◆ **To do**
In the records below, find each line with "reports" and copy it.

◆ **Stored dataset items**
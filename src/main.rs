use std::path::PathBuf;

use anyhow::Context;
use chrono::NaiveDate;
use clap::{ArgGroup, Parser, Subcommand};
use sqlx::postgres::PgPoolOptions;
use sqlx::PgPool;

mod dates;
mod db;
mod error;
mod ledger;
mod models;
mod review;
mod snapshot;

use error::LedgerError;
use models::{CourseMeta, Ledger};

#[derive(Parser)]
#[command(name = "attendance-ledger")]
#[command(about = "Per-session attendance ledger with CSV snapshot reconciliation", long_about = None)]
struct Cli {
    #[command(subcommand)]
    command: Commands,
}

#[derive(Subcommand)]
enum Commands {
    /// Create or upgrade the database schema
    InitDb,
    /// Start a fresh session from a two-column id,name roster CSV
    Create {
        #[arg(long)]
        roster: PathBuf,
        #[arg(long)]
        course_name: String,
        #[arg(long)]
        course_id: String,
        #[arg(long)]
        semester: String,
        #[arg(long)]
        section: String,
        /// Attendance date for the session; defaults to today
        #[arg(long)]
        date: Option<NaiveDate>,
    },
    /// Reconcile a previously exported attendance CSV into a new session
    Load {
        #[arg(long)]
        csv: PathBuf,
        /// Attendance date for the session; defaults to today
        #[arg(long)]
        date: Option<NaiveDate>,
    },
    /// Live check-in for one student on the session's current date
    CheckIn {
        #[arg(long)]
        session: String,
        #[arg(long)]
        student: String,
    },
    /// Manually override one student's mark for one date
    #[command(group(
        ArgGroup::new("state")
            .args(["present", "absent"])
            .required(true)
    ))]
    Set {
        #[arg(long)]
        session: String,
        #[arg(long)]
        student: String,
        /// Defaults to the session's current date
        #[arg(long)]
        date: Option<NaiveDate>,
        #[arg(long)]
        present: bool,
        #[arg(long)]
        absent: bool,
    },
    /// Flag students over the absence threshold across all recorded dates
    Review {
        #[arg(long)]
        session: String,
        #[arg(long, default_value_t = review::DEFAULT_ABSENCE_THRESHOLD)]
        threshold: usize,
    },
    /// Convert a random sample of a student's absences to presences
    ApproveLeave {
        #[arg(long)]
        session: String,
        #[arg(long)]
        student: String,
        #[arg(long, default_value_t = 6)]
        days: usize,
    },
    /// Export the session as CSV, then end it and clear its stored data
    Export {
        #[arg(long)]
        session: String,
        #[arg(long, default_value = "attendance.csv")]
        out: PathBuf,
    },
}

#[tokio::main]
async fn main() -> anyhow::Result<()> {
    let cli = Cli::parse();
    let database_url = std::env::var("DATABASE_URL")
        .context("DATABASE_URL must be set to a Postgres instance")?;

    let pool = PgPoolOptions::new()
        .max_connections(5)
        .connect(&database_url)
        .await
        .context("failed to connect to Postgres")?;

    match cli.command {
        Commands::InitDb => {
            db::init_db(&pool).await?;
            println!("Schema ready.");
        }
        Commands::Create {
            roster,
            course_name,
            course_id,
            semester,
            section,
            date,
        } => {
            let text = std::fs::read_to_string(&roster)
                .with_context(|| format!("failed to read {}", roster.display()))?;
            let rows = snapshot::parse_roster(&text)?;
            let count = snapshot::validate_roster(&rows)?;
            let meta = CourseMeta {
                course_name,
                course_id,
                semester,
                section,
            };
            let ledger = ledger::from_roster(&rows, meta, date, ledger::new_session_id)?;
            db::insert_ledger(&pool, &ledger).await?;
            println!(
                "Session {} created with {count} students for {}.",
                ledger.session_id, ledger.current_date
            );
        }
        Commands::Load { csv, date } => {
            let text = std::fs::read_to_string(&csv)
                .with_context(|| format!("failed to read {}", csv.display()))?;
            let parsed = snapshot::parse(&text)?;
            let (ledger, date_existed) =
                ledger::from_snapshot(parsed, date, ledger::new_session_id);
            db::insert_ledger(&pool, &ledger).await?;
            if date_existed {
                println!(
                    "Session {} resumed with existing attendance for {}.",
                    ledger.session_id, ledger.current_date
                );
            } else {
                println!(
                    "New session {} created for {}.",
                    ledger.session_id, ledger.current_date
                );
            }
            println!(
                "{} students reconciled across {} recorded dates.",
                ledger.students.len(),
                ledger.all_dates().len()
            );
        }
        Commands::CheckIn { session, student } => {
            let mut ledger = require_session(&pool, &session).await?;
            if !ledger.active {
                return Err(LedgerError::CourseNotFound(session).into());
            }
            let date = ledger.current_date;
            ledger::mark_attendance(&mut ledger, &student, date)?;
            // Audit append is fire-and-forget; a failure must not block
            // the check-in itself.
            if let Err(error) = db::insert_attendance_record(&pool, &session, &student, date).await
            {
                eprintln!("warning: audit record not written: {error:#}");
            }
            db::replace_ledger(&pool, &ledger).await?;
            println!("Attendance marked for {student} on {date}.");
        }
        Commands::Set {
            session,
            student,
            date,
            present,
            absent,
        } => {
            let mut ledger = require_session(&pool, &session).await?;
            let date = date.unwrap_or(ledger.current_date);
            let attended = present && !absent;
            ledger::set_attendance(&mut ledger, &student, date, attended)?;
            db::replace_ledger(&pool, &ledger).await?;
            if attended {
                println!("Attendance marked for {student} on {date}.");
            } else {
                println!("Attendance removed for {student} on {date}.");
            }
        }
        Commands::Review { session, threshold } => {
            let ledger = require_session(&pool, &session).await?;
            let reports = review::review(&ledger, threshold);
            if reports.is_empty() {
                println!("No students have more than {threshold} absences.");
                return Ok(());
            }
            println!("Students over the {threshold}-absence threshold:");
            for report in &reports {
                println!(
                    "- {} ({}) absent {} of {} days",
                    report.student_name,
                    report.student_id,
                    report.absent_count,
                    report.all_dates.len()
                );
                println!("  absent on: {}", join_dates(&report.absent_days));
            }
        }
        Commands::ApproveLeave {
            session,
            student,
            days,
        } => {
            let mut ledger = require_session(&pool, &session).await?;
            let report = review::report_for(&ledger, &student)?;
            let converted =
                review::approve_leave(&mut ledger, &report, days, &mut rand::thread_rng())?;
            db::replace_ledger(&pool, &ledger).await?;
            println!(
                "Leave approved for {}. {} absences converted to present on: {}",
                report.student_name,
                converted.len(),
                join_dates(&converted)
            );
        }
        Commands::Export { session, out } => {
            let mut ledger = require_session(&pool, &session).await?;
            let text = snapshot::to_csv(&ledger)?;
            std::fs::write(&out, text)
                .with_context(|| format!("failed to write {}", out.display()))?;
            ledger.active = false;
            db::delete_ledger(&pool, &ledger.session_id).await?;
            println!(
                "Attendance exported to {}. Session ended and stored data cleared.",
                out.display()
            );
        }
    }

    Ok(())
}

async fn require_session(pool: &PgPool, session_id: &str) -> anyhow::Result<Ledger> {
    db::find_by_session_id(pool, session_id)
        .await?
        .ok_or_else(|| LedgerError::CourseNotFound(session_id.to_string()).into())
}

fn join_dates(dates: &[NaiveDate]) -> String {
    dates
        .iter()
        .map(|date| date.to_string())
        .collect::<Vec<_>>()
        .join(", ")
}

◆ **Result**
            let reports = review::review(&ledger, threshold);
            if reports.is_empty() {
            for report in &reports {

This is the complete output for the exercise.